Gol błyskawiczny
Lepszego początku meczu kibice świnoujskiej Floty nie mogli sobie wymarzyć. Pierwszy gwizdek sędziego, pierwsza akcja i piłka zatrzepotała w siatce. Charles Nwaogu idealnie zagrał do Damiana Krajanowskiego, a ten wślizgiem wyprowadził swój zespół na prowadzenie. Krajanowski zdobył swoją pierwszą bramkę w tym sezonie. Poprzednio z gola mógł cieszyć się w maju ubiegłego roku.
Godne pożegnanie
Sympatycy Floty długo czekali na tak udany mecz na własnym terenie. Poprzednie spotkania bardziej rozczarowywały, aniżeli były powodem do dumy. W swoim ostatnim meczu w tym sezonie przed własną publicznością podopieczni Petra Němca godnie pożegnali się ze swoimi kibicami. Było to pewnego rodzaju przełamanie, ponieważ poprzednio ostatnie mecze w Świnoujściu były za sprawą porażek odbierane negatywnie. Na zakończenie sezonu 2008/09 Wyspiarze przegrali 2:3 z Zagłębiem Lubin, a rok później ulegli w fatalnym stylu Podbeskidziu Bielsko-Biała. Tym razem zawodnicy udanie zwieńczyli historyczny dla klubu sezon.
Gieksa coraz słabiej
Do 30. kolejki GKS Katowice mógł pochwalić się serią 8 meczów bez porażki. Od meczu z ŁKS Łódź przegranym 0:3, w zespole coś się posypało. Zimny prysznic, który powinien być bodźcem do jeszcze cięższej pracy, okazał się gwoździem do trumny. Kolejne spotkania z KSZO i Flotą podopieczni Wojciecha Stawowego przegrali i w ostatniej kolejce będą musieli dać z siebie jeszcze więcej, by godnie pożegnać sezon przed własną publicznością.
Żukowski "show"
Ostatnimi czasy bramkarz Floty Krzysztof Żukowski zbierał coraz to bardziej pochlebne recenzje za swoje poczynania na boisku. W ostatnim meczu na wyspie Uznam Żukowski znów przypomniał o swoich klopsach. Tym razem z błędu golkipera wyspiarzy skorzystał Michał Zieliński. Szczęśliwie dla Żukowskiego, bramka ta nie zapewniła przyjezdnym chociażby punktu. Co ciekawe, w rundzie jesiennej w meczu z katowiczanami były bramkarz Górnika Łęczna, także popełnił błąd przy straconej bramce, wtedy jednak do Świnoujścia Flota wracała z zerową zdobyczą punktową.

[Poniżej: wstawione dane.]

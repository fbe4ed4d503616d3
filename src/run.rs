//! Scan execution for the command line.

use std::fs;
use tracing::{debug, warn};

use crate::aggregator::{Aggregator, ScanBundle};
use crate::config::Config;
use crate::error::{IoOperation, PostureError, Result};
use crate::reporter::Reporter;
use crate::{Cli, JsonReporter, OutputFormat, TerminalReporter};

/// Load the configuration for `cli` and apply its overrides.
///
/// An explicit `--config` must load; otherwise the current directory and
/// the global config are tried, falling back to defaults.
pub fn load_config(cli: &Cli) -> Result<Config> {
    let mut config = match &cli.config {
        Some(path) => Config::from_file(path)?,
        None => {
            let cwd = std::env::current_dir().ok();
            Config::load(cwd.as_deref())
        }
    };
    config.apply_cli(cli)?;
    Ok(config)
}

/// Run every strategy against the path given on the command line.
pub fn run_scan(cli: &Cli) -> Result<ScanBundle> {
    let config = load_config(cli)?;
    debug!(?config, "Effective configuration");
    Aggregator::new(config).run(&cli.path)
}

pub fn format_bundle(cli: &Cli, bundle: &ScanBundle) -> String {
    match cli.format {
        OutputFormat::Terminal => TerminalReporter::new(cli.verbose).report(bundle),
        OutputFormat::Json => JsonReporter::new().report(bundle),
    }
}

/// Remove every directory the scan produced. Returns how many were removed.
pub fn cleanup(bundle: &ScanBundle) -> usize {
    let mut removed = 0;
    for dir in bundle.produced_dirs() {
        match fs::remove_dir_all(dir) {
            Ok(()) => removed += 1,
            Err(e) => {
                let e = PostureError::io(dir, IoOperation::Delete, e);
                warn!(error = %e, "Cleanup failed");
            }
        }
    }
    removed
}
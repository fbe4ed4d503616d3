//! Semgrep static analysis.

use serde_json::Value;
use std::path::{Path, PathBuf};

use super::translate::{TranslatedFinding, str_field};
use super::{AdditionalScanProducer, ExternalCommand, ScanParameters, run_and_translate};

pub const IDENTIFIER: &str = "semgrep";

/// With `--error` semgrep exits 1 whenever it reports findings.
const FINDINGS_EXIT_CODE: i32 = 1;

#[derive(Debug, Clone)]
pub struct SemgrepProducer {
    program: String,
}

impl Default for SemgrepProducer {
    fn default() -> Self {
        Self {
            program: "semgrep".to_string(),
        }
    }
}

impl SemgrepProducer {
    pub fn with_program(program: impl Into<String>) -> Self {
        Self {
            program: program.into(),
        }
    }

    fn command(&self, root: &Path, params: &ScanParameters) -> ExternalCommand {
        ExternalCommand::new(&self.program)
            .args(["scan", "--json", "--quiet", "--error", "--metrics=off", "--config"])
            .arg(params.get("config").map(String::as_str).unwrap_or("auto"))
            .arg(root)
            .env("SEMGREP_SEND_METRICS", "off")
    }
}

impl AdditionalScanProducer for SemgrepProducer {
    fn identifier(&self) -> &str {
        IDENTIFIER
    }

    fn perform_external_scan_and_translation(
        &self,
        root: &Path,
        params: &ScanParameters,
    ) -> Option<PathBuf> {
        run_and_translate(
            IDENTIFIER,
            root,
            &self.command(root, params),
            &[FINDINGS_EXIT_CODE],
            translate,
        )
    }
}

pub fn translate(report: &Value) -> Vec<TranslatedFinding> {
    let Some(results) = report.get("results").and_then(Value::as_array) else {
        return Vec::new();
    };

    results
        .iter()
        .map(|result| {
            let extra = result.get("extra");
            let line = result
                .get("start")
                .and_then(|s| s.get("line"))
                .and_then(Value::as_u64);
            let location = str_field(result, "path").map(|path| match line {
                Some(line) => format!("{path}:{line}"),
                None => path,
            });
            TranslatedFinding {
                id: str_field(result, "check_id").unwrap_or_default(),
                severity: extra.and_then(|e| str_field(e, "severity")),
                title: extra
                    .and_then(|e| str_field(e, "message"))
                    .unwrap_or_default(),
                location,
            }
        })
        .collect()
}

Przedwczesne zakończenie sezonu
Pechowa okazała się dla Jacka Kowalczyka 55. minuta meczu. Defensor Katowiczan w jednym ze starć upadł na murawę i przed dłuższą chwilę się z niej nie podnosił. Kowalczyk został zniesiony na noszach i przewieziony do świnoujskiego szpitala. - Informacje o stanie zdrowie Jacka martwią mnie zdecydowanie bardziej niż dzisiejsza porażka. Wiem, że Kowalczyk stracił na chwilę przytomność i ma lekkie wstrząśnienie mózgu - mówił Wojciech Stawowy. Wszystko wskazuje na to, że obrońca GKS-u nie wystąpi w kolejnym spotkaniu i nie będzie mógł pożegnać się ze swoimi kibicami.